- **Directions**
Count the lines below that hold "stops". Give the number without comment.

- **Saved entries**
━━━━━━━━

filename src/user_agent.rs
//! Shared User-Agent string for page and PDF requests.

/// Project URL for User-Agent identification (good citizenship; RFC 9308).
const PROJECT_UA_URL: &str = "https://github.com/fierce/pdf-harvester";

/// Default User-Agent for every request the harvester sends (identifies the tool).
#[must_use]
pub(crate) fn default_user_agent() -> String {
    let version = env!("CARGO_PKG_VERSION");
    format!("pdf-harvester/{version} (+{PROJECT_UA_URL})")
}
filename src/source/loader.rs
//! Fetching seed pages, with an optional on-disk HTML cache.

use std::path::{Path, PathBuf};

use tracing::{debug, info, instrument, warn};
use url::Url;

use super::error::SourceError;
use crate::download::{HttpClient, page_cache_filename};

/// Loads seed page HTML over HTTP, reading and filling a cache directory when one is set.
#[derive(Debug)]
pub struct PageLoader<'a> {
    client: &'a HttpClient,
    cache_dir: Option<PathBuf>,
}

impl<'a> PageLoader<'a> {
    /// Creates a loader that always fetches.
    #[must_use]
    pub fn new(client: &'a HttpClient) -> Self {
        Self {
            client,
            cache_dir: None,
        }
    }

    /// Stores fetched pages in `cache_dir` and reuses copies found there.
    #[must_use]
    pub fn with_cache_dir(mut self, cache_dir: impl Into<PathBuf>) -> Self {
        self.cache_dir = Some(cache_dir.into());
        self
    }

    /// Path the page for `seed` is cached under, if caching is enabled.
    #[must_use]
    pub fn cache_path(&self, seed: &Url) -> Option<PathBuf> {
        self.cache_dir
            .as_ref()
            .map(|dir| dir.join(page_cache_filename(seed)))
    }

    /// Returns the HTML for `seed`.
    ///
    /// A cached copy wins over the network. A cache that cannot be read or
    /// written is logged and otherwise ignored.
    ///
    /// # Errors
    ///
    /// Returns [`SourceError::Fetch`] when the page has to be fetched and the
    /// request fails or answers anything but 200.
    #[instrument(skip(self, seed), fields(seed = %seed))]
    pub async fn load(&self, seed: &Url) -> Result<String, SourceError> {
        let cache_path = self.cache_path(seed);

        if let Some(path) = &cache_path
            && let Some(html) = read_cached(path).await
        {
            info!(path = %path.display(), "using cached page");
            return Ok(html);
        }

        let html = self
            .client
            .fetch_text(seed.as_str())
            .await
            .map_err(SourceError::fetch)?;

        if let Some(path) = &cache_path {
            write_cached(path, &html).await;
        }
        Ok(html)
    }
}

async fn read_cached(path: &Path) -> Option<String> {
    match tokio::fs::read_to_string(path).await {
        Ok(html) => Some(html),
        Err(e) if e.kind() == std::io::ErrorKind::NotFound => None,
        Err(e) => {
            warn!(path = %path.display(), error = %e, "cached page unreadable, refetching");
            None
        }
    }
}

async fn write_cached(path: &Path, html: &str) {
    if let Some(parent) = path.parent()
        && let Err(e) = tokio::fs::create_dir_all(parent).await
    {
        warn!(dir = %parent.display(), error = %e, "cannot create page cache directory");
        return;
    }
    match tokio::fs::write(path, html).await {
        Ok(()) => debug!(path = %path.display(), bytes = html.len(), "cached page"),
        Err(e) => warn!(path = %path.display(), error = %e, "failed to cache page"),
    }
}
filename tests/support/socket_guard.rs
use std::net::TcpListener;
use std::panic::Location;

use wiremock::MockServer;

#[must_use]
pub fn socket_tests_required() -> bool {
    std::env::var("HARVESTER_REQUIRE_SOCKET_TESTS")
        .ok()
        .is_some_and(|value| matches!(value.to_ascii_lowercase().as_str(), "1" | "true" | "yes"))
}

#[track_caller]
#[must_use]
pub fn should_skip_socket_bound_test() -> bool {
    if TcpListener::bind("127.0.0.1:0").is_ok() {
        return false;
    }

    let location = Location::caller();
    let message = format!(
        "[socket-bound-test] cannot bind localhost socket at {}:{}; wiremock-based test cannot run in this environment",
        location.file(),
        location.line()
    );
    if socket_tests_required() {
        panic!("{message}. Set HARVESTER_REQUIRE_SOCKET_TESTS=0 to allow local skip behavior.");
    }

    eprintln!(
        "{message}. Skipping test. Set HARVESTER_REQUIRE_SOCKET_TESTS=1 to fail-fast instead."
    );
    true
}

pub async fn start_mock_server_or_skip() -> Option<MockServer> {
    if should_skip_socket_bound_test() {
        None
    } else {
        Some(MockServer::start().await)
    }
}
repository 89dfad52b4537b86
//! Error types for the download module.
//!
//! Every variant is scoped to a single URL. The pipeline turns these into
//! [`DownloadOutcome::Failed`](super::DownloadOutcome::Failed) so one bad link
//! never stops the rest of a batch.

use std::fmt;
use std::path::PathBuf;

use serde::Serialize;
use thiserror::Error;

/// Errors that can occur while downloading a single PDF.
#[derive(Debug, Error)]
pub enum DownloadError {
    /// The URL could not be parsed as an absolute URL.
    #[error("unparseable URL: {url}")]
    InvalidUrl {
        /// The raw URL string.
        url: String,
    },

    /// Network-level error (DNS resolution, connection refused, TLS errors, etc.)
    #[error("network error downloading {url}: {source}")]
    Network {
        /// The URL that failed to download.
        url: String,
        /// The underlying network error.
        #[source]
        source: reqwest::Error,
    },

    /// Request timed out before completion.
    #[error("timeout downloading {url}")]
    Timeout {
        /// The URL that timed out.
        url: String,
    },

    /// The server answered with something other than 200 OK.
    #[error("HTTP {status} downloading {url}")]
    HttpStatus {
        /// The URL that returned an error status.
        url: String,
        /// The HTTP status code.
        status: u16,
    },

    /// The response did not declare `application/pdf`.
    #[error("invalid content type for {url}: '{content_type}' (expected application/pdf)")]
    InvalidContentType {
        /// The URL whose response was rejected.
        url: String,
        /// The declared Content-Type, empty when the header was missing.
        content_type: String,
    },

    /// Reading the response body failed part-way.
    #[error("failed to read response body from {url}: {source}")]
    Body {
        /// The URL being read.
        url: String,
        /// The underlying stream error.
        #[source]
        source: reqwest::Error,
    },

    /// The server returned an empty body.
    #[error("zero-byte download from {url}; not creating file")]
    EmptyBody {
        /// The URL that returned no bytes.
        url: String,
    },

    /// Creating or writing the destination file failed.
    #[error("IO error writing to {path}: {source}")]
    Io {
        /// The file path where the error occurred.
        path: PathBuf,
        /// The underlying IO error.
        #[source]
        source: std::io::Error,
    },
}

/// Coarse failure taxonomy used for reporting.
#[derive(Debug, Clone, Copy, PartialEq, Eq, PartialOrd, Ord, Hash, Serialize)]
#[serde(rename_all = "snake_case")]
pub enum FailureKind {
    /// URL could not be parsed.
    Parse,
    /// Connection, timeout, non-200 status, or interrupted body.
    Network,
    /// Wrong content type or empty body.
    Validation,
    /// Destination file could not be created or written.
    Io,
}

impl FailureKind {
    /// Returns the stable label used in summaries and JSON reports.
    #[must_use]
    pub fn as_str(self) -> &'static str {
        match self {
            Self::Parse => "parse",
            Self::Network => "network",
            Self::Validation => "validation",
            Self::Io => "io",
        }
    }
}

impl fmt::Display for FailureKind {
    fn fmt(&self, f: &mut fmt::Formatter<'_>) -> fmt::Result {
        f.write_str(self.as_str())
    }
}

impl DownloadError {
    /// Creates an invalid URL error.
    pub fn invalid_url(url: impl Into<String>) -> Self {
        Self::InvalidUrl { url: url.into() }
    }

    /// Creates a network error from a reqwest error.
    pub fn network(url: impl Into<String>, source: reqwest::Error) -> Self {
        Self::Network {
            url: url.into(),
            source,
        }
    }

    /// Creates a timeout error.
    pub fn timeout(url: impl Into<String>) -> Self {
        Self::Timeout { url: url.into() }
    }

    /// Creates an HTTP status error.
    pub fn http_status(url: impl Into<String>, status: u16) -> Self {
        Self::HttpStatus {
            url: url.into(),
            status,
        }
    }

    /// Creates a content-type rejection error.
    pub fn invalid_content_type(url: impl Into<String>, content_type: impl Into<String>) -> Self {
        Self::InvalidContentType {
            url: url.into(),
            content_type: content_type.into(),
        }
    }

    /// Creates a body read error, promoting read timeouts to [`Self::Timeout`].
    pub fn body(url: impl Into<String>, source: reqwest::Error) -> Self {
        if source.is_timeout() {
            Self::timeout(url)
        } else {
            Self::Body {
                url: url.into(),
                source,
            }
        }
    }

    /// Creates an empty body error.
    pub fn empty_body(url: impl Into<String>) -> Self {
        Self::EmptyBody { url: url.into() }
    }

    /// Creates an IO error.
    pub fn io(path: impl Into<PathBuf>, source: std::io::Error) -> Self {
        Self::Io {
            path: path.into(),
            source,
        }
    }

    /// Returns the taxonomy bucket for this error.
    #[must_use]
    pub fn kind(&self) -> FailureKind {
        match self {
            Self::InvalidUrl { .. } => FailureKind::Parse,
            Self::Network { .. }
            | Self::Timeout { .. }
            | Self::HttpStatus { .. }
            | Self::Body { .. } => FailureKind::Network,
            Self::InvalidContentType { .. } | Self::EmptyBody { .. } => FailureKind::Validation,
            Self::Io { .. } => FailureKind::Io,
        }
    }
}

// Context (url, path) is required on every variant, so there are no
// `From<reqwest::Error>` / `From<std::io::Error>` impls; use the constructors.
use serde::{Deserialize, Deserializer, Serialize};

use crate::error::{Error, Result};

/// The status of an asynchronous operation, as handed to the
/// [`StatefulDirective`](crate::directive::StatefulDirective).
///
/// No combination of fields is forbidden. When several are set, the directive
/// gives precedence to `is_loading`, then to `error`, then to `result`.
///
/// Any `Some` error counts as an error, whatever it holds: `Some(String::new())`
/// or `Some(0)` still shows the error view. Map such values to `None` before
/// building the state if they mean "no error".
///
/// # Serialized form
///
/// Keys are `isLoading`, `error` and `result`. All three must be present,
/// `null` being allowed for `error` and `result`:
///
/// ```rust
/// use dioxus_stateful::prelude::*;
///
/// let state: ResultState<u32, String> =
///     serde_json::from_str(r#"{"isLoading":false,"error":null,"result":42}"#).unwrap();
/// assert_eq!(state, ResultState::resolved(42));
/// ```
#[derive(Debug, Clone, PartialEq, Eq, Hash, Serialize, Deserialize)]
#[serde(
    rename_all = "camelCase",
    bound(deserialize = "R: Deserialize<'de>, E: Deserialize<'de>")
)]
pub struct ResultState<R, E> {
    pub is_loading: bool,
    #[serde(deserialize_with = "present_nullable")]
    pub error: Option<E>,
    #[serde(deserialize_with = "present_nullable")]
    pub result: Option<R>,
}

impl<R, E> ResultState<R, E> {
    /// The operation is in flight
    pub fn loading() -> Self {
        Self {
            is_loading: true,
            error: None,
            result: None,
        }
    }

    /// The operation failed with `error`
    pub fn failed(error: E) -> Self {
        Self {
            is_loading: false,
            error: Some(error),
            result: None,
        }
    }

    /// The operation completed with `result`
    pub fn resolved(result: R) -> Self {
        Self {
            is_loading: false,
            error: None,
            result: Some(result),
        }
    }

    /// Borrows the error and the result.
    ///
    /// # Returns
    ///
    /// A `ResultState` of references with the same `is_loading`
    ///
    /// ```rust
    /// use dioxus_stateful::prelude::*;
    ///
    /// let state = ResultState::<u32, String>::failed("timeout".to_owned());
    /// let borrowed = state.as_ref();
    /// assert_eq!(borrowed.error.map(String::as_str), Some("timeout"));
    /// assert_eq!(borrowed.result, None);
    /// ```
    pub fn as_ref(&self) -> ResultState<&R, &E> {
        ResultState {
            is_loading: self.is_loading,
            error: self.error.as_ref(),
            result: self.result.as_ref(),
        }
    }
}

impl<R, E> From<core::result::Result<R, E>> for ResultState<R, E> {
    #[inline(always)]
    fn from(value: core::result::Result<R, E>) -> Self {
        match value {
            Ok(r) => Self::resolved(r),
            Err(e) => Self::failed(e),
        }
    }
}

/// `None` means the value is not there yet, which is what a dioxus
/// `Resource` reads as while its future is pending.
impl<R, E> From<Option<core::result::Result<R, E>>> for ResultState<R, E> {
    #[inline(always)]
    fn from(value: Option<core::result::Result<R, E>>) -> Self {
        match value {
            Some(r) => r.into(),
            None => Self::loading(),
        }
    }
}

/// A [`ResultState`] whose fields may not have been assigned yet.
///
/// Each field is wrapped in an extra [`Option`]: the outer `None` is "unset",
/// while `Some(None)` is an explicit null. This is the boundary form of the
/// state, for values assembled field by field or deserialized from a source
/// that may omit keys. Turning it into a [`ResultState`] is where the
/// "every field is assigned" rule is checked.
///
/// ```rust
/// use dioxus_stateful::prelude::*;
///
/// let partial = PartialResultState::<u32, String>::new()
///     .is_loading(false)
///     .error(None);
/// let err = ResultState::try_from(partial).unwrap_err();
/// assert_eq!(err, Error::InvalidInput { missing: vec!["result"] });
/// ```
#[derive(Debug, Clone, PartialEq, Eq, Serialize, Deserialize)]
#[serde(
    rename_all = "camelCase",
    bound(deserialize = "R: Deserialize<'de>, E: Deserialize<'de>")
)]
pub struct PartialResultState<R, E> {
    #[serde(default)]
    pub is_loading: Option<bool>,
    #[serde(default, deserialize_with = "explicit_null")]
    pub error: Option<Option<E>>,
    #[serde(default, deserialize_with = "explicit_null")]
    pub result: Option<Option<R>>,
}

impl<R, E> Default for PartialResultState<R, E> {
    fn default() -> Self {
        Self {
            is_loading: None,
            error: None,
            result: None,
        }
    }
}

impl<R, E> PartialResultState<R, E> {
    /// A state where no field is assigned yet
    pub fn new() -> Self {
        Self::default()
    }

    /// Assigns `is_loading`
    pub fn is_loading(mut self, is_loading: bool) -> Self {
        self.is_loading = Some(is_loading);
        self
    }

    /// Assigns `error`, `None` being an explicit null
    pub fn error(mut self, error: Option<E>) -> Self {
        self.error = Some(error);
        self
    }

    /// Assigns `result`, `None` being an explicit null
    pub fn result(mut self, result: Option<R>) -> Self {
        self.result = Some(result);
        self
    }

    /// Names of the fields that were never assigned, in declaration order
    pub fn missing_fields(&self) -> Vec<&'static str> {
        let mut missing = Vec::new();
        if self.is_loading.is_none() {
            missing.push("isLoading");
        }
        if self.error.is_none() {
            missing.push("error");
        }
        if self.result.is_none() {
            missing.push("result");
        }
        missing
    }
}

impl<R, E> TryFrom<PartialResultState<R, E>> for ResultState<R, E> {
    type Error = Error;

    fn try_from(value: PartialResultState<R, E>) -> Result<Self> {
        match value {
            PartialResultState {
                is_loading: Some(is_loading),
                error: Some(error),
                result: Some(result),
            } => Ok(Self {
                is_loading,
                error,
                result,
            }),
            partial => Err(Error::InvalidInput {
                missing: partial.missing_fields(),
            }),
        }
    }
}

impl<R, E> From<ResultState<R, E>> for PartialResultState<R, E> {
    fn from(value: ResultState<R, E>) -> Self {
        Self {
            is_loading: Some(value.is_loading),
            error: Some(value.error),
            result: Some(value.result),
        }
    }
}

/// The key must be present but may be `null`.
///
/// Using `deserialize_with` stops serde from treating a missing `Option`
/// field as `None`.
fn present_nullable<'de, D, T>(deserializer: D) -> core::result::Result<Option<T>, D::Error>
where
    D: Deserializer<'de>,
    T: Deserialize<'de>,
{
    Option::<T>::deserialize(deserializer)
}

/// Only called when the key is present, so `null` becomes `Some(None)` and a
/// missing key falls back to the `default` of `None`.
fn explicit_null<'de, D, T>(deserializer: D) -> core::result::Result<Option<Option<T>>, D::Error>
where
    D: Deserializer<'de>,
    T: Deserialize<'de>,
{
    Option::<T>::deserialize(deserializer).map(Some)
}

#[cfg(test)]
mod tests {
    use super::*;

    #[test]
    fn conversions_from_results() {
        let ok: ResultState<u8, &str> = Ok::<u8, &str>(1).into();
        assert_eq!(ok, ResultState::resolved(1));

        let err: ResultState<u8, &str> = Err::<u8, &str>("boom").into();
        assert_eq!(err, ResultState::failed("boom"));

        let pending: ResultState<u8, &str> = None::<core::result::Result<u8, &str>>.into();
        assert_eq!(pending, ResultState::loading());
    }

    #[test]
    fn explicit_falsy_values_are_assigned() {
        let partial = PartialResultState::<u32, String>::new()
            .is_loading(false)
            .error(None)
            .result(Some(0));
        assert_eq!(
            ResultState::try_from(partial),
            Ok(ResultState {
                is_loading: false,
                error: None,
                result: Some(0),
            })
        );
    }

    #[test]
    fn every_unset_field_is_reported() {
        let err = ResultState::try_from(PartialResultState::<u32, String>::new()).unwrap_err();
        assert_eq!(
            err,
            Error::InvalidInput {
                missing: vec!["isLoading", "error", "result"]
            }
        );
    }

    #[test]
    fn deserialize_requires_every_key() {
        let full: ResultState<u32, String> =
            serde_json::from_str(r#"{"isLoading":true,"error":null,"result":null}"#).unwrap();
        assert_eq!(full, ResultState::loading());

        let missing =
            serde_json::from_str::<ResultState<u32, String>>(r#"{"isLoading":true,"error":null}"#);
        assert!(missing.is_err());
    }

    #[test]
    fn deserialize_partial_distinguishes_null_from_missing() {
        let partial: PartialResultState<u32, String> =
            serde_json::from_str(r#"{"error":null,"result":7}"#).unwrap();
        assert_eq!(partial.is_loading, None);
        assert_eq!(partial.error, Some(None));
        assert_eq!(partial.result, Some(Some(7)));
        assert_eq!(partial.missing_fields(), vec!["isLoading"]);
    }

    #[test]
    fn serialize_uses_camel_case() {
        let json = serde_json::to_string(&ResultState::<u32, String>::failed("net".into())).unwrap();
        assert_eq!(json, r#"{"isLoading":false,"error":"net","result":null}"#);
    }
}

━━━━━━━━

- **Answer to the exercise**
2